**Exercise data:**
//! Per-(backend, task) PID-bearing lock files with staleness reaping.
//!
//! A lock is a file `<state>/locks/<backend>/<task>.lock` whose body is the
//! owning subprocess PID; it is live iff that PID exists. At most one live
//! lock per pair. Stale locks (dead PID) never block - the next acquirer
//! replaces them, and `reap_stale` sweeps them opportunistically.

use anyhow::{Context, Result};
use std::fs;
use std::path::{Path, PathBuf};

use crate::process::is_process_alive;
use crate::validation::validate_task_name;

/// Result of an acquire attempt.
#[derive(Debug, Clone, Copy, PartialEq, Eq)]
pub enum Acquire {
    Ok,
    Busy,
}

#[derive(Debug, Clone)]
pub struct LockRegistry {
    root: PathBuf,
}

impl LockRegistry {
    pub fn new(root: PathBuf) -> Self {
        Self { root }
    }

    pub fn lock_path(&self, backend: &str, task: &str) -> PathBuf {
        self.root.join(backend).join(format!("{task}.lock"))
    }

    /// Try to take the lock for `(backend, task)` on behalf of `pid`.
    ///
    /// If a live lock exists, returns `Busy`. Otherwise writes `pid` and
    /// re-reads as a cheap verify against a concurrent acquirer.
    pub fn acquire(&self, backend: &str, task: &str, pid: u32) -> Result<Acquire> {
        validate_names(backend, task)?;

        let path = self.lock_path(backend, task);
        if let Some(owner) = read_pid(&path) {
            if is_process_alive(owner) {
                return Ok(Acquire::Busy);
            }
        }

        let dir = path.parent().unwrap_or(Path::new("."));
        fs::create_dir_all(dir)
            .with_context(|| format!("Failed to create lock directory: {}", dir.display()))?;
        fs::write(&path, pid.to_string())
            .with_context(|| format!("Failed to write lock: {}", path.display()))?;

        // Verify against the check-then-write race: whoever's PID survived
        // the last write owns the lock.
        match read_pid(&path) {
            Some(owner) if owner == pid => Ok(Acquire::Ok),
            _ => Ok(Acquire::Busy),
        }
    }

    /// Rewrite the lock body with a new PID (scheduler PID → invoker PID
    /// after spawn, so external observers can identify the worker).
    pub fn rewrite(&self, backend: &str, task: &str, pid: u32) -> Result<()> {
        validate_names(backend, task)?;
        let path = self.lock_path(backend, task);
        fs::write(&path, pid.to_string())
            .with_context(|| format!("Failed to rewrite lock: {}", path.display()))
    }

    /// Remove the lock; idempotent.
    pub fn release(&self, backend: &str, task: &str) -> Result<()> {
        validate_names(backend, task)?;
        let path = self.lock_path(backend, task);
        match fs::remove_file(&path) {
            Ok(()) => Ok(()),
            Err(e) if e.kind() == std::io::ErrorKind::NotFound => Ok(()),
            Err(e) => Err(e).with_context(|| format!("Failed to remove lock: {}", path.display())),
        }
    }

    /// Is a live lock held for this pair?
    pub fn check(&self, backend: &str, task: &str) -> bool {
        self.pid_of(backend, task).is_some()
    }

    /// PID of the live lock holder, if any.
    pub fn pid_of(&self, backend: &str, task: &str) -> Option<u32> {
        if validate_names(backend, task).is_err() {
            return None;
        }
        let pid = read_pid(&self.lock_path(backend, task))?;
        is_process_alive(pid).then_some(pid)
    }

    /// Number of live locks held against one backend.
    pub fn count(&self, backend: &str) -> usize {
        let dir = self.root.join(backend);
        let Ok(entries) = fs::read_dir(&dir) else {
            return 0;
        };
        entries
            .flatten()
            .filter(|e| e.path().extension().and_then(|s| s.to_str()) == Some("lock"))
            .filter_map(|e| read_pid(&e.path()))
            .filter(|&pid| is_process_alive(pid))
            .count()
    }

    /// Tasks holding a live lock on `backend`.
    pub fn live_tasks(&self, backend: &str) -> Vec<String> {
        let dir = self.root.join(backend);
        let Ok(entries) = fs::read_dir(&dir) else {
            return Vec::new();
        };
        let mut tasks: Vec<String> = entries
            .flatten()
            .filter_map(|e| {
                let path = e.path();
                if path.extension().and_then(|s| s.to_str()) != Some("lock") {
                    return None;
                }
                let pid = read_pid(&path)?;
                if !is_process_alive(pid) {
                    return None;
                }
                path.file_stem()
                    .and_then(|s| s.to_str())
                    .map(String::from)
            })
            .collect();
        tasks.sort();
        tasks
    }

    /// All configured backend lock directories present on disk.
    pub fn backends_on_disk(&self) -> Vec<String> {
        let Ok(entries) = fs::read_dir(&self.root) else {
            return Vec::new();
        };
        let mut names: Vec<String> = entries
            .flatten()
            .filter(|e| e.path().is_dir())
            .filter_map(|e| e.file_name().to_str().map(String::from))
            .collect();
        names.sort();
        names
    }

    /// Sweep all backends, deleting locks whose PID is dead.
    /// Returns the number of locks reaped.
    pub fn reap_stale(&self) -> usize {
        let mut reaped = 0;
        for backend in self.backends_on_disk() {
            let dir = self.root.join(&backend);
            let Ok(entries) = fs::read_dir(&dir) else {
                continue;
            };
            for entry in entries.flatten() {
                let path = entry.path();
                if path.extension().and_then(|s| s.to_str()) != Some("lock") {
                    continue;
                }
                let stale = match read_pid(&path) {
                    Some(pid) => !is_process_alive(pid),
                    // Unreadable body counts as stale: it can never be live.
                    None => true,
                };
                if stale && fs::remove_file(&path).is_ok() {
                    reaped += 1;
                }
            }
        }
        reaped
    }
}

/// Parse a lock body as a PID. Non-numeric bodies read as absent.
fn read_pid(path: &Path) -> Option<u32> {
    fs::read_to_string(path).ok()?.trim().parse().ok()
}

fn validate_names(backend: &str, task: &str) -> Result<()> {
    validate_task_name(task)?;
    if backend.is_empty()
        || !backend
            .bytes()
            .all(|b| b.is_ascii_lowercase() || b.is_ascii_digit() || b == b'-')
    {
        anyhow::bail!("Invalid backend name: '{backend}'");
    }
    Ok(())
}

**Work instruction:** Extract the complete set of records unchanged.

**Your solution:**
//! Per-(backend, task) PID-bearing lock files with staleness reaping.
//!
//! A lock is a file `<state>/locks/<backend>/<task>.lock` whose body is the
//! owning subprocess PID; it is live iff that PID exists. At most one live
//! lock per pair. Stale locks (dead PID) never block - the next acquirer
//! replaces them, and `reap_stale` sweeps them opportunistically.

use anyhow::{Context, Result};
use std::fs;
use std::path::{Path, PathBuf};

use crate::process::is_process_alive;
use crate::validation::validate_task_name;

/// Result of an acquire attempt.
#[derive(Debug, Clone, Copy, PartialEq, Eq)]
pub enum Acquire {
    Ok,
    Busy,
}

#[derive(Debug, Clone)]
pub struct LockRegistry {
    root: PathBuf,
}

impl LockRegistry {
    pub fn new(root: PathBuf) -> Self {
        Self { root }
    }

    pub fn lock_path(&self, backend: &str, task: &str) -> PathBuf {
        self.root.join(backend).join(format!("{task}.lock"))
    }

    /// Try to take the lock for `(backend, task)` on behalf of `pid`.
    ///
    /// If a live lock exists, returns `Busy`. Otherwise writes `pid` and
    /// re-reads as a cheap verify against a concurrent acquirer.
    pub fn acquire(&self, backend: &str, task: &str, pid: u32) -> Result<Acquire> {
        validate_names(backend, task)?;

        let path = self.lock_path(backend, task);
        if let Some(owner) = read_pid(&path) {
            if is_process_alive(owner) {
                return Ok(Acquire::Busy);
            }
        }

        let dir = path.parent().unwrap_or(Path::new("."));
        fs::create_dir_all(dir)
            .with_context(|| format!("Failed to create lock directory: {}", dir.display()))?;
        fs::write(&path, pid.to_string())
            .with_context(|| format!("Failed to write lock: {}", path.display()))?;

        // Verify against the check-then-write race: whoever's PID survived
        // the last write owns the lock.
        match read_pid(&path) {
            Some(owner) if owner == pid => Ok(Acquire::Ok),
            _ => Ok(Acquire::Busy),
        }
    }

    /// Rewrite the lock body with a new PID (scheduler PID → invoker PID
    /// after spawn, so external observers can identify the worker).
    pub fn rewrite(&self, backend: &str, task: &str, pid: u32) -> Result<()> {
        validate_names(backend, task)?;
        let path = self.lock_path(backend, task);
        fs::write(&path, pid.to_string())
            .with_context(|| format!("Failed to rewrite lock: {}", path.display()))
    }

    /// Remove the lock; idempotent.
    pub fn release(&self, backend: &str, task: &str) -> Result<()> {
        validate_names(backend, task)?;
        let path = self.lock_path(backend, task);
        match fs::remove_file(&path) {
            Ok(()) => Ok(()),
            Err(e) if e.kind() == std::io::ErrorKind::NotFound => Ok(()),
            Err(e) => Err(e).with_context(|| format!("Failed to remove lock: {}", path.display())),
        }
    }

    /// Is a live lock held for this pair?
    pub fn check(&self, backend: &str, task: &str) -> bool {
        self.pid_of(backend, task).is_some()
    }

    /// PID of the live lock holder, if any.
    pub fn pid_of(&self, backend: &str, task: &str) -> Option<u32> {
        if validate_names(backend, task).is_err() {
            return None;
        }
        let pid = read_pid(&self.lock_path(backend, task))?;
        is_process_alive(pid).then_some(pid)
    }

    /// Number of live locks held against one backend.
    pub fn count(&self, backend: &str) -> usize {
        let dir = self.root.join(backend);
        let Ok(entries) = fs::read_dir(&dir) else {
            return 0;
        };
        entries
            .flatten()
            .filter(|e| e.path().extension().and_then(|s| s.to_str()) == Some("lock"))
            .filter_map(|e| read_pid(&e.path()))
            .filter(|&pid| is_process_alive(pid))
            .count()
    }

    /// Tasks holding a live lock on `backend`.
    pub fn live_tasks(&self, backend: &str) -> Vec<String> {
        let dir = self.root.join(backend);
        let Ok(entries) = fs::read_dir(&dir) else {
            return Vec::new();
        };
        let mut tasks: Vec<String> = entries
            .flatten()
            .filter_map(|e| {
                let path = e.path();
                if path.extension().and_then(|s| s.to_str()) != Some("lock") {
                    return None;
                }
                let pid = read_pid(&path)?;
                if !is_process_alive(pid) {
                    return None;
                }
                path.file_stem()
                    .and_then(|s| s.to_str())
                    .map(String::from)
            })
            .collect();
        tasks.sort();
        tasks
    }

    /// All configured backend lock directories present on disk.
    pub fn backends_on_disk(&self) -> Vec<String> {
        let Ok(entries) = fs::read_dir(&self.root) else {
            return Vec::new();
        };
        let mut names: Vec<String> = entries
            .flatten()
            .filter(|e| e.path().is_dir())
            .filter_map(|e| e.file_name().to_str().map(String::from))
            .collect();
        names.sort();
        names
    }

    /// Sweep all backends, deleting locks whose PID is dead.
    /// Returns the number of locks reaped.
    pub fn reap_stale(&self) -> usize {
        let mut reaped = 0;
        for backend in self.backends_on_disk() {
            let dir = self.root.join(&backend);
            let Ok(entries) = fs::read_dir(&dir) else {
                continue;
            };
            for entry in entries.flatten() {
                let path = entry.path();
                if path.extension().and_then(|s| s.to_str()) != Some("lock") {
                    continue;
                }
                let stale = match read_pid(&path) {
                    Some(pid) => !is_process_alive(pid),
                    // Unreadable body counts as stale: it can never be live.
                    None => true,
                };
                if stale && fs::remove_file(&path).is_ok() {
                    reaped += 1;
                }
            }
        }
        reaped
    }
}

/// Parse a lock body as a PID. Non-numeric bodies read as absent.
fn read_pid(path: &Path) -> Option<u32> {
    fs::read_to_string(path).ok()?.trim().parse().ok()
}

fn validate_names(backend: &str, task: &str) -> Result<()> {
    validate_task_name(task)?;
    if backend.is_empty()
        || !backend
            .bytes()
            .all(|b| b.is_ascii_lowercase() || b.is_ascii_digit() || b == b'-')
    {
        anyhow::bail!("Invalid backend name: '{backend}'");
    }
    Ok(())
}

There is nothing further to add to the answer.